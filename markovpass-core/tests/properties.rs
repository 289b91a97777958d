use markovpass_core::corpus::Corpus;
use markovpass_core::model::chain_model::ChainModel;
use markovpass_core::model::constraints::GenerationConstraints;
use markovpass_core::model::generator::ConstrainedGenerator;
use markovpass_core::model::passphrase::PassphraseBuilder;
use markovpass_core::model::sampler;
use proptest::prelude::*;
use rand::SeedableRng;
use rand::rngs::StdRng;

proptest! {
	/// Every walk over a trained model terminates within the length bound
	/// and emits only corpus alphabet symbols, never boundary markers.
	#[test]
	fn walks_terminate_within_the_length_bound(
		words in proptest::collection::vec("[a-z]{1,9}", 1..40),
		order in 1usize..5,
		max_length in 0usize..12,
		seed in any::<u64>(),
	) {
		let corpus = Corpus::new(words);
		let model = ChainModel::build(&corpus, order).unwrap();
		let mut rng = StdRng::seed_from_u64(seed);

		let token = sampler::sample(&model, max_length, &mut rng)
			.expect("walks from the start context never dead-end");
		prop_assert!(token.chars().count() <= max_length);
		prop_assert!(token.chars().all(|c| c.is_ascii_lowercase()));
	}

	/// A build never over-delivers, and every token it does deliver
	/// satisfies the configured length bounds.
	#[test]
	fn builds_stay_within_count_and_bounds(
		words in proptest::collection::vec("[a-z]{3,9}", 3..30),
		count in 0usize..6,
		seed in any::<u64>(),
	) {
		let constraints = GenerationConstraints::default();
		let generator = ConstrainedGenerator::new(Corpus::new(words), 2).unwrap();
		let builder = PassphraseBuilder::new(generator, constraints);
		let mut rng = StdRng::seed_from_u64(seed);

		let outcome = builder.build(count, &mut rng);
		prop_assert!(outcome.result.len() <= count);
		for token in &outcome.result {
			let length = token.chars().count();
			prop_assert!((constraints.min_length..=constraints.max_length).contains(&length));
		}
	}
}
☆ ☆ ☆ ☆ ☆
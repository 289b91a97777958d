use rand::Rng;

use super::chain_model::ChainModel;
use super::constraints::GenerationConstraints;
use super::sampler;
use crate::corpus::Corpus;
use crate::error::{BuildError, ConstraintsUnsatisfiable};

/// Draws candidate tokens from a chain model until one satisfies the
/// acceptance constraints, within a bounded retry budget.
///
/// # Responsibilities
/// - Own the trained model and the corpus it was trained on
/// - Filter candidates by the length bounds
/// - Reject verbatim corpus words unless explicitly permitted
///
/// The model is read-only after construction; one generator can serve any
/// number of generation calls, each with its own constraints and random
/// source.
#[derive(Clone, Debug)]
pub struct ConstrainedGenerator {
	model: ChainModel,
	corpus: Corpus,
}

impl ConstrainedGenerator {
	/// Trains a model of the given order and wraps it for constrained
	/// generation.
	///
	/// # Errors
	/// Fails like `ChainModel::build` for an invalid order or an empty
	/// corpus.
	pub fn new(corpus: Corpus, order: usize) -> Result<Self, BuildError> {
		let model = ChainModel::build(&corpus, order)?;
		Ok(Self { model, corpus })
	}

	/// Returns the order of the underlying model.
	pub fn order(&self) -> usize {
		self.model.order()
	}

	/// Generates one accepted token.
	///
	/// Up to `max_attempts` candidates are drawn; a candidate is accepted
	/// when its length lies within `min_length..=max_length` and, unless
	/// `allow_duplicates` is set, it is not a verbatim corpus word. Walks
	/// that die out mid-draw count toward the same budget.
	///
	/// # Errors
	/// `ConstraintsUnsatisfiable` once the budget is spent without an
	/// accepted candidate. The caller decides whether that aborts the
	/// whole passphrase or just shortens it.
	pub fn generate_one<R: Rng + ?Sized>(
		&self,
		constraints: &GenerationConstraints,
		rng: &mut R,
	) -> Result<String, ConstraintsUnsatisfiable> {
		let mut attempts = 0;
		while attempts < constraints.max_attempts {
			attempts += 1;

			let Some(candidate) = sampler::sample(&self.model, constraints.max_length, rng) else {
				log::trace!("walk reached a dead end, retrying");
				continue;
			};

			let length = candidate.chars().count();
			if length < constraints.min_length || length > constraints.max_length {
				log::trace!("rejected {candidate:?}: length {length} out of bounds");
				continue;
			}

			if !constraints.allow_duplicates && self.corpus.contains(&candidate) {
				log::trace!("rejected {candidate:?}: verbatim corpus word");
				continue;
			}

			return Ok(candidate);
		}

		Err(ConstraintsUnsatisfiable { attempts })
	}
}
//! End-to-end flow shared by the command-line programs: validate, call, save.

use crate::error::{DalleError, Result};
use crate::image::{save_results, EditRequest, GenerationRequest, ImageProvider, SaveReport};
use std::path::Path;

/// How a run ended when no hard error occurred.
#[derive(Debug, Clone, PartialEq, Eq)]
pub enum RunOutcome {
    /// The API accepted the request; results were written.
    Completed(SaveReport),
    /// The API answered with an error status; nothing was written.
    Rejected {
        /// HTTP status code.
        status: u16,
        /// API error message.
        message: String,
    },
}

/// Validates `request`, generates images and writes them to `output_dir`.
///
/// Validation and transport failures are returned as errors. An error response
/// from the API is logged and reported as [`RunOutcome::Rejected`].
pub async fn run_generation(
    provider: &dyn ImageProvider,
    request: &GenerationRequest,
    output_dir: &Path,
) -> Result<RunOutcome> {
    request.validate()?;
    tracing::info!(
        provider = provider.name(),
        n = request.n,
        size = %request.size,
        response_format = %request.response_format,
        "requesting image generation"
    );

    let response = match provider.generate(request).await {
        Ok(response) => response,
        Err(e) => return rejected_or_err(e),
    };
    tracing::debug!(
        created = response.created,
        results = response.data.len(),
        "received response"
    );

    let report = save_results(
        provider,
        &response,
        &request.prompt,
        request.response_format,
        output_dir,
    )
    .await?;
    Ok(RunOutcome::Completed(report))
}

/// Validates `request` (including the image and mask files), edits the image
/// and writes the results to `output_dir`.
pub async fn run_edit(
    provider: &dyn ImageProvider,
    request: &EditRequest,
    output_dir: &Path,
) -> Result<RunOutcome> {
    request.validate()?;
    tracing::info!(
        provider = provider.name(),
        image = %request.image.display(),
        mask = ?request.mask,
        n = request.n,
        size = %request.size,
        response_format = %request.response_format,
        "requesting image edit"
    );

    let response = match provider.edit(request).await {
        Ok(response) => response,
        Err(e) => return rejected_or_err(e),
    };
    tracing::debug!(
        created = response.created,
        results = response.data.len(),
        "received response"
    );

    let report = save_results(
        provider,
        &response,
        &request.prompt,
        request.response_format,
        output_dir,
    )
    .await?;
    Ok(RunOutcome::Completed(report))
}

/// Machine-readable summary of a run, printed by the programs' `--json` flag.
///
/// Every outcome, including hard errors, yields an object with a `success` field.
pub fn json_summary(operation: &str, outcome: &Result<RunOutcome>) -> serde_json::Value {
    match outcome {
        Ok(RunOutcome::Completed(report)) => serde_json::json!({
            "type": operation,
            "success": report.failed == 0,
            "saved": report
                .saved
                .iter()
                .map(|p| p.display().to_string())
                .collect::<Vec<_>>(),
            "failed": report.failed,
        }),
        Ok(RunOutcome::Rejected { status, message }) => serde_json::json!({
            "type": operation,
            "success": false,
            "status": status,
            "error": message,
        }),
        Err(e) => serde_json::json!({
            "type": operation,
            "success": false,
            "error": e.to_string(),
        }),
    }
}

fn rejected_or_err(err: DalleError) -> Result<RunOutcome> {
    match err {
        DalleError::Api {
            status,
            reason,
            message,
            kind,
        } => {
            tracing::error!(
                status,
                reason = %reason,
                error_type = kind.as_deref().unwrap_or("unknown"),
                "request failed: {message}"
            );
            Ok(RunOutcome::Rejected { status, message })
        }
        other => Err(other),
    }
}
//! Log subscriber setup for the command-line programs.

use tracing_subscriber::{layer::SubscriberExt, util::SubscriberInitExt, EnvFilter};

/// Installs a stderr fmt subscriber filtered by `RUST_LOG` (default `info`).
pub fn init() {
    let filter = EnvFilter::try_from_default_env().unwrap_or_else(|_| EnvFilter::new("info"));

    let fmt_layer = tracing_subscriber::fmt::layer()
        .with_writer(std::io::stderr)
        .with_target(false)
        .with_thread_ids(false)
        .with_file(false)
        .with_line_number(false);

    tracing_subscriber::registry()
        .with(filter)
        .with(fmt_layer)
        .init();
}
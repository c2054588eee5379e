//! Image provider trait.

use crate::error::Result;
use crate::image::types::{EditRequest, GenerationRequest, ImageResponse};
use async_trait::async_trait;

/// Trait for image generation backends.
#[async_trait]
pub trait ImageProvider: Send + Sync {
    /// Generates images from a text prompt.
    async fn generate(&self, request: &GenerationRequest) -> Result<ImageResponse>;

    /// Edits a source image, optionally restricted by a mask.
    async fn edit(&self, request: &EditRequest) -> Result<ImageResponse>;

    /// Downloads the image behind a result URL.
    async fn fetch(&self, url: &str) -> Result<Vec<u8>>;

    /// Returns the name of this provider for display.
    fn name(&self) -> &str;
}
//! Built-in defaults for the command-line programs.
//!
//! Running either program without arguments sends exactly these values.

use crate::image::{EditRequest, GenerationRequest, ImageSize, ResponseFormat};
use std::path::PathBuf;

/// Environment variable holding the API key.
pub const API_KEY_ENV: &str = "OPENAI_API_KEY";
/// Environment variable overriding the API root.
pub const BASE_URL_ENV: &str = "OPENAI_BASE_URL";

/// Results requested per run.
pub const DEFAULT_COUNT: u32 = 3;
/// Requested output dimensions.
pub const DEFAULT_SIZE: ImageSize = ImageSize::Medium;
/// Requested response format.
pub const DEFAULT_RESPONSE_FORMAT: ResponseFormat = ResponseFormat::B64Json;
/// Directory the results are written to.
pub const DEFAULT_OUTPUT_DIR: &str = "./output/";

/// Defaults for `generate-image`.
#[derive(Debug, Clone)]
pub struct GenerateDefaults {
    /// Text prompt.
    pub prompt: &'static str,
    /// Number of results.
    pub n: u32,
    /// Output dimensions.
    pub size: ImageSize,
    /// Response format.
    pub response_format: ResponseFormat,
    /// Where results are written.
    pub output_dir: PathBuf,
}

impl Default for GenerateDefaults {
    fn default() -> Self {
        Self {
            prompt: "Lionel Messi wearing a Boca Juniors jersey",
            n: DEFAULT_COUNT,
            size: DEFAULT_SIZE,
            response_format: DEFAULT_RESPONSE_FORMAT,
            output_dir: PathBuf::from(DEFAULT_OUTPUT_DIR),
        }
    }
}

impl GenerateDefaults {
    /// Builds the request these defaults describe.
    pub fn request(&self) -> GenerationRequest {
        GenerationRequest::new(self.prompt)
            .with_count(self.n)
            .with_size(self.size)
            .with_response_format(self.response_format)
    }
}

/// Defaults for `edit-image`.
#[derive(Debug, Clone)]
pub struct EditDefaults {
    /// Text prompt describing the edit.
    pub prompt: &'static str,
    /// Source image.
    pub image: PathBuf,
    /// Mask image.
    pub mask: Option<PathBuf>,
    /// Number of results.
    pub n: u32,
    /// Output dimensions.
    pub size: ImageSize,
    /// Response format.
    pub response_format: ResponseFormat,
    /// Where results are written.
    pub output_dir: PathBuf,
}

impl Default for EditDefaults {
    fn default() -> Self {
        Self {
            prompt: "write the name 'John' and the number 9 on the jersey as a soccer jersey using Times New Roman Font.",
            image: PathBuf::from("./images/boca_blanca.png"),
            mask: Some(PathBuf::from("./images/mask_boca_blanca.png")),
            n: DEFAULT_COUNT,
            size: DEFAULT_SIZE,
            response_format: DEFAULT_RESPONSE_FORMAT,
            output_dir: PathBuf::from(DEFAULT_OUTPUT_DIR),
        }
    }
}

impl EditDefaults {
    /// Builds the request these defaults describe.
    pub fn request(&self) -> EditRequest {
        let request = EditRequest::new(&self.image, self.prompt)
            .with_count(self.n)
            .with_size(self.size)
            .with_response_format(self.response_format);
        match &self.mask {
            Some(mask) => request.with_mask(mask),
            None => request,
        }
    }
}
☆ ☆ ☆ ☆ ☆
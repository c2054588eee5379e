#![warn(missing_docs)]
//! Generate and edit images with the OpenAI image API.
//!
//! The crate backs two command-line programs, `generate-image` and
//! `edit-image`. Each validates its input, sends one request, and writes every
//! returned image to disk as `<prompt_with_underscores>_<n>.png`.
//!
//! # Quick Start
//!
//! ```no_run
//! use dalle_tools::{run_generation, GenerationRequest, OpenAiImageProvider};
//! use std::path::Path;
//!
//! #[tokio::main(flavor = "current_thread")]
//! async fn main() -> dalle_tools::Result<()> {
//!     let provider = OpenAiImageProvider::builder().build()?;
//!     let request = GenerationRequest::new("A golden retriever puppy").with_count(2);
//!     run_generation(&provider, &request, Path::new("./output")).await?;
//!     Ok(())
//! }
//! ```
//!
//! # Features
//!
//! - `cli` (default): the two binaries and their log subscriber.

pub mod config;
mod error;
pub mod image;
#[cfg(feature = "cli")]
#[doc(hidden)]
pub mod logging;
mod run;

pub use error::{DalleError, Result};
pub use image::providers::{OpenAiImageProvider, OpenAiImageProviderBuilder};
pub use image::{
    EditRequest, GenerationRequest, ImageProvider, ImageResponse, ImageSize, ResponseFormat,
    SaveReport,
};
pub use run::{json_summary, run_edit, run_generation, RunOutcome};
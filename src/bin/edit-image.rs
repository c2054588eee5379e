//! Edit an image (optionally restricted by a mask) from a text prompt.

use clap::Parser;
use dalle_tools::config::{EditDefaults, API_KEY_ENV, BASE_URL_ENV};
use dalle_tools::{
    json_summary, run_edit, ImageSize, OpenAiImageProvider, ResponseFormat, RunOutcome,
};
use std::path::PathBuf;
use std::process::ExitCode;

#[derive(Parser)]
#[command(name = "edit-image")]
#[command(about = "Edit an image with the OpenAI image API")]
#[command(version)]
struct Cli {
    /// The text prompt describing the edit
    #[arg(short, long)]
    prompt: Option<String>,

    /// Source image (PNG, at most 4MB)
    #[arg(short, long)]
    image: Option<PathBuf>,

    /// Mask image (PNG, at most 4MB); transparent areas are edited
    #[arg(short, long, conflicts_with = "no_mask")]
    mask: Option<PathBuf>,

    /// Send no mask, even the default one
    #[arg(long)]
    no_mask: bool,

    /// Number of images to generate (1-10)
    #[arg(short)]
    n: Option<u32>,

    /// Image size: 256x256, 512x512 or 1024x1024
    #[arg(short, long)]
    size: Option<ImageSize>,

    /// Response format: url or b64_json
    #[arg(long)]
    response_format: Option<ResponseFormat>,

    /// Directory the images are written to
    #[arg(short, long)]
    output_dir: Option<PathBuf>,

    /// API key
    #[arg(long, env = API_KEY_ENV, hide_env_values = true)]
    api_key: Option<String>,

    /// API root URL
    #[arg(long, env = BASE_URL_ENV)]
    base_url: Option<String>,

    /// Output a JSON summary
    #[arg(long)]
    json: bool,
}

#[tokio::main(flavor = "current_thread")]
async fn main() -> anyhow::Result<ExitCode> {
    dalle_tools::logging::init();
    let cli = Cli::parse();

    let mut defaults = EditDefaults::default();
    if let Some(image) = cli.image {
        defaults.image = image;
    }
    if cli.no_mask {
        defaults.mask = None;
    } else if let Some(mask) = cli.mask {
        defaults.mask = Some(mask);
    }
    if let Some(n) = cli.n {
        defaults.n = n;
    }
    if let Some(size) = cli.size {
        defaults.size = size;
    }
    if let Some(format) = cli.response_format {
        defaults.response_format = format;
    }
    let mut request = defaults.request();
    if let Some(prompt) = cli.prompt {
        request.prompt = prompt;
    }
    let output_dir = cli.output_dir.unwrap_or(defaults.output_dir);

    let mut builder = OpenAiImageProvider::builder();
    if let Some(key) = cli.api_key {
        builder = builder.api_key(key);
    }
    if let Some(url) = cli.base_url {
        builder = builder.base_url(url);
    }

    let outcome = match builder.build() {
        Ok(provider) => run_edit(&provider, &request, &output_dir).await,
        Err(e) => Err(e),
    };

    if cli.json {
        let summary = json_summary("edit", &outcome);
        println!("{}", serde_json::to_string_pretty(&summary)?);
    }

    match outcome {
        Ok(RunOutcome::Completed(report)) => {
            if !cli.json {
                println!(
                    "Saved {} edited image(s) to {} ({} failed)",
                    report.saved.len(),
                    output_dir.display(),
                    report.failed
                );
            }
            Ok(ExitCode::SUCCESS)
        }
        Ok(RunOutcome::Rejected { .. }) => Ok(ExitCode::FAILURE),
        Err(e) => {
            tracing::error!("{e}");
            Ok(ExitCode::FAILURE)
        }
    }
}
☆ ☆ ☆ ☆ ☆
▶ The task
Scan the data above and report each line in which "crate" is present.

▶ Written solution
use crate::corpus::Corpus;
use crate::error::{BuildError, ConstraintsUnsatisfiable};
use crate::error::{DalleError, Result};
use crate::image::{save_results, EditRequest, GenerationRequest, ImageProvider, SaveReport};
use crate::error::Result;
use crate::image::types::{EditRequest, GenerationRequest, ImageResponse};
use crate::image::{EditRequest, GenerationRequest, ImageSize, ResponseFormat};
//! The crate backs two command-line programs, `generate-image` and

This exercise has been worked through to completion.